## Exercise
Using the listing below, work out the number of lines in which "config" appears; return only that figure.

###

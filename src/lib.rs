//! Asset Validation Worker Library
//!
//! A durable background service that consumes file-validation jobs from a
//! message bus, runs a staged validation-and-transformation pipeline over
//! images and 3D models, uploads derived artifacts to object storage, and
//! advances the owning listing through its state machine.
//!
//! # Architecture
//!
//! - [`bus`] - Event bus seam: JetStream adapter with dead-lettering, plus
//!   a deterministic in-memory bus
//! - [`pipeline`] - Validator/processor contracts and the two-phase
//!   execution engine
//! - [`validators`] - Concrete image and model checks
//! - [`processors`] - WebP normalization and multi-angle model rendering
//! - [`mesh`] - STL decoding and mesh structure queries
//! - [`provider`] - Object storage access with scoped temp files
//! - [`repository`] - Transactional file/listing persistence (fan-in)
//! - [`worker`] - Per-message orchestration, concurrency envelope, shutdown
//! - [`config`] - Environment-driven settings

// Clippy lints - strict for library code
#![deny(clippy::unwrap_used)]
#![deny(clippy::expect_used)]
#![warn(clippy::pedantic)]
#![allow(clippy::module_name_repetitions)]
#![allow(clippy::cast_precision_loss)]
#![allow(clippy::cast_possible_truncation)]
#![allow(clippy::cast_sign_loss)]

pub mod bus;
pub mod config;
pub mod mesh;
pub mod pipeline;
pub mod processors;
pub mod provider;
pub mod repository;
pub mod validators;
pub mod worker;

// Re-export commonly used types
pub use bus::{EventBus, InMemoryEventBus, IncomingMessage, MessageHandler, NatsEventBus};
pub use config::{Mode, Settings};
pub use pipeline::{
    AssetContext, ValidationPipeline, ValidationPolicy, ValidationResult, Validator,
};
pub use provider::{FileProvider, LocalFileProvider, S3FileProvider};
pub use repository::{
    CompletedValidation, InMemoryListingRepository, ListingRepository, PostgresListingRepository,
};
pub use worker::{Job, ValidationWorker, WorkerOptions};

###

## Solution to the exercise
3